Мы и это предусмотрели, запаслись водкой. Вечером даем стакан, днем – ни-ни. Я до того не делал женских украшений. Глядя на него, свое первое колечко смастерил.
Мой друг Владимир Салчак поначалу немного помучился, но и у него стало получаться. Так мы учились.
– Ваш учитель был последним кузнецом, владеющим старинными секретами?
– Да. Народ звал его Дарган-Хам – Кузнец Шаман. Кроме ювелирки, еще и починкой всего занимался. Возьмет сломавшийся сепаратор, сделает шестерню, приладит, не отличишь от заводского.
Очень хорошо знал материал. Сталь отрезал, раскалял, ставил на подставку и ковал пружину. На огне до нужного состояния подержит, опустит в воду.
Умел бесподобно на глазок определять температуру огня. А какой неистощимой выдумкой обладал, придумывая орнаменты и узоры для ювелирных изделий.
Был очень талантливым и очень одиноким человеком. В Аке у него не было поддержки, на худой конец – соперника, чтобы помериться мастерством.
Загадочный человек. Мог сделать стул, чтобы проверить себя: не ослабла ли рука, не подводит ли глаз. Жил один, и сам себя таким образом оценивал.
Однажды, когда мы были в Кызыле, пришла телеграмма: «Ваш башкы умер». Успели на похороны, чтобы сказать, каким замечательным редким человеком он был. Меня греет мысль о том, что при жизни успели его имя внести в книгу «Художники Тувы».
– А зачем вам обязательно нужно было осваивать чеканку, ведь вы и так многим овладели в совершенстве?
– Чеканка – это вершина кузнечного мастерства, очень сложный и трудоемкий процесс.
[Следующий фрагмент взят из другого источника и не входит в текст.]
//! Prompt loader for built-in and workspace YAML prompt definitions.

use crate::types::PromptDefinition;
use agentrag_core::{AppError, AppResult};
use std::path::Path;

/// Identifier of the cited-answer prompt used by the answer synthesizer.
pub const ANSWER_PROMPT_ID: &str = "answer.cited";

const ANSWER_PROMPT_YAML: &str = include_str!("../prompts/answer.cited.yml");

/// Get a prompt definition shipped with the binary.
pub fn builtin_prompt(prompt_id: &str) -> AppResult<PromptDefinition> {
    let yaml = match prompt_id {
        ANSWER_PROMPT_ID => ANSWER_PROMPT_YAML,
        other => {
            return Err(AppError::Prompt(format!(
                "No built-in prompt with id: {}",
                other
            )))
        }
    };

    parse_prompt(yaml, prompt_id)
}

/// Load a prompt definition by ID from the workspace.
///
/// This function looks for a prompt file named `<id>.yml` in the
/// `.agentrag/prompts/` directory.
///
/// # Example
/// ```no_run
/// use agentrag_prompt::load_prompt;
/// use std::path::Path;
///
/// # fn example() -> Result<(), Box<dyn std::error::Error>> {
/// let prompt = load_prompt(Path::new("."), "answer.cited")?;
/// println!("Loaded prompt: {}", prompt.title);
/// # Ok(())
/// # }
/// ```
pub fn load_prompt(workspace_path: &Path, prompt_id: &str) -> AppResult<PromptDefinition> {
    let prompt_file = workspace_path
        .join(".agentrag/prompts")
        .join(format!("{}.yml", prompt_id));

    tracing::debug!("Loading prompt from: {:?}", prompt_file);

    if !prompt_file.exists() {
        return Err(AppError::Prompt(format!(
            "Prompt file not found: {:?}",
            prompt_file
        )));
    }

    let contents = std::fs::read_to_string(&prompt_file).map_err(|e| {
        AppError::Prompt(format!(
            "Failed to read prompt file {:?}: {}",
            prompt_file, e
        ))
    })?;

    let definition = parse_prompt(&contents, &prompt_file.display().to_string())?;

    tracing::info!("Loaded prompt override: {} ({})", definition.id, definition.title);

    Ok(definition)
}

/// Load a workspace override if present, otherwise the built-in definition.
///
/// A malformed override is an error rather than a silent fallback.
pub fn load_prompt_or_builtin(
    workspace_path: &Path,
    prompt_id: &str,
) -> AppResult<PromptDefinition> {
    let override_file = workspace_path
        .join(".agentrag/prompts")
        .join(format!("{}.yml", prompt_id));

    if override_file.exists() {
        load_prompt(workspace_path, prompt_id)
    } else {
        builtin_prompt(prompt_id)
    }
}

fn parse_prompt(contents: &str, origin: &str) -> AppResult<PromptDefinition> {
    let definition: PromptDefinition = serde_yaml::from_str(contents).map_err(|e| {
        AppError::Prompt(format!("Failed to parse prompt YAML {}: {}", origin, e))
    })?;

    validate_prompt(&definition)?;

    Ok(definition)
}

/// Validate a prompt definition.
fn validate_prompt(def: &PromptDefinition) -> AppResult<()> {
    if def.id.is_empty() {
        return Err(AppError::Prompt("Prompt ID cannot be empty".to_string()));
    }

    if def.title.is_empty() {
        return Err(AppError::Prompt("Prompt title cannot be empty".to_string()));
    }

    if def.template.trim().is_empty() {
        return Err(AppError::Prompt(
            "Prompt template cannot be empty".to_string(),
        ));
    }

    if !def.api_version.contains('.') {
        return Err(AppError::Prompt(format!(
            "Invalid apiVersion format: {}. Expected format: 'x.y'",
            def.api_version
        )));
    }

    Ok(())
}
Чеканку на должном уровне освоишь, будешь считаться монгун дарган – серебряным кузнецом.
Мне всегда хотелось узнать то, чего я не знаю. И чем сложнее, тем лучше. Может, для творческого самолюбия, может, для удовлетворения любопытства, не знаю. Сегодня я освоил все виды кузнечного дела.
– Есть ли у нас сегодня кузнецы уровня Дарган-Хама?
– Сегодня кузнецы не работают по старинной технологии. У Дарган-Хама все было приспособлено к кочевому образу жизни. Все его инструменты были миниатюрные, помещались в одну сумку.
Кроме ювелирки, он изумительные по красоте тувинские ножи делал.
Остались у кузнеца и свои секреты, которые он не захотел нам раскрыть.
Это менталитет старых кузнецов. Старики говорили, что многие уносили свою тайну в могилу, даже сыну родному не передав.
Может, это в характере творческой личности – желание остаться единственным в своем роде мастером, чтобы даже сын его не превзошел.